● WORK ORDER
Read through the records. Copy each line that has the word "when".

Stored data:
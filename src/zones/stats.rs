//! Robust per-cell depth statistics.

/// Percentile used as the near-distance statistic of a cell.
///
/// A low percentile instead of the true minimum keeps a single noisy
/// near pixel from flagging a whole cell.
pub const NEAR_PERCENTILE: f32 = 10.0;

/// Percentile of an ascending-sorted slice using linear interpolation
/// between closest ranks (`rank = p / 100 * (n - 1)`).
///
/// Returns `None` for an empty slice.
pub fn percentile_sorted(sorted: &[f32], percentile: f32) -> Option<f32> {
    let n = sorted.len();
    if n == 0 {
        return None;
    }
    let rank = f64::from(percentile.clamp(0.0, 100.0)) / 100.0 * (n - 1) as f64;
    let lo = rank.floor() as usize;
    let hi = (lo + 1).min(n - 1);
    let frac = rank - lo as f64;
    let a = f64::from(sorted[lo]);
    let b = f64::from(sorted[hi]);
    Some((a + (b - a) * frac) as f32)
}

/// Near-distance and mean statistics of one cell.
#[derive(Clone, Copy, Debug, PartialEq)]
pub struct CellStats {
    pub near: f32,
    pub mean: f32,
}

/// Compute [`CellStats`] over the finite values in `samples`.
///
/// `samples` is used as scratch space and is left sorted. Returns `None`
/// when there is no finite sample.
pub fn cell_stats(samples: &mut Vec<f32>) -> Option<CellStats> {
    samples.retain(|d| d.is_finite());
    if samples.is_empty() {
        return None;
    }
    samples.sort_unstable_by(f32::total_cmp);

    let sum: f64 = samples.iter().map(|&d| f64::from(d)).sum();
    let mean = (sum / samples.len() as f64) as f32;
    let near = percentile_sorted(samples, NEAR_PERCENTILE)?;

    Some(CellStats { near, mean })
}
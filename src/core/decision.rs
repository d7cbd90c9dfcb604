//! Planner outputs.

use serde::Serialize;

/// Global heading plan from the strategic planner.
#[derive(Clone, Copy, Debug, PartialEq, Serialize)]
pub struct StrategicPlan {
    /// Signed heading correction in radians (positive = toward the left of the image)
    pub target_yaw_delta: f32,
    /// Unnormalized score of the chosen column; not a probability
    pub confidence: f32,
    /// Nearest finite cell distance in the chosen column (`+inf` if undefined)
    pub min_distance_ahead: f32,
}

impl StrategicPlan {
    /// Plan used when there is nothing to choose from.
    pub fn straight_ahead() -> Self {
        Self {
            target_yaw_delta: 0.0,
            confidence: 0.0,
            min_distance_ahead: f32::INFINITY,
        }
    }
}

/// Immediate steering/speed command from the reactive avoider.
#[derive(Clone, Copy, Debug, PartialEq, Serialize)]
pub struct ReactiveCommand {
    /// Heading correction in radians
    pub yaw_delta: f32,
    /// Recommended speed multiplier in `[0, 1]`
    pub forward_scale: f32,
    pub emergency_brake: bool,
}

impl ReactiveCommand {
    /// Keep going straight at full speed.
    pub fn cruise() -> Self {
        Self {
            yaw_delta: 0.0,
            forward_scale: 1.0,
            emergency_brake: false,
        }
    }

    /// Full stop, heading unchanged.
    pub fn brake() -> Self {
        Self {
            yaw_delta: 0.0,
            forward_scale: 0.0,
            emergency_brake: true,
        }
    }
}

● TASK OUTPUT
/// when there is no finite sample.
    /// Plan used when there is nothing to choose from.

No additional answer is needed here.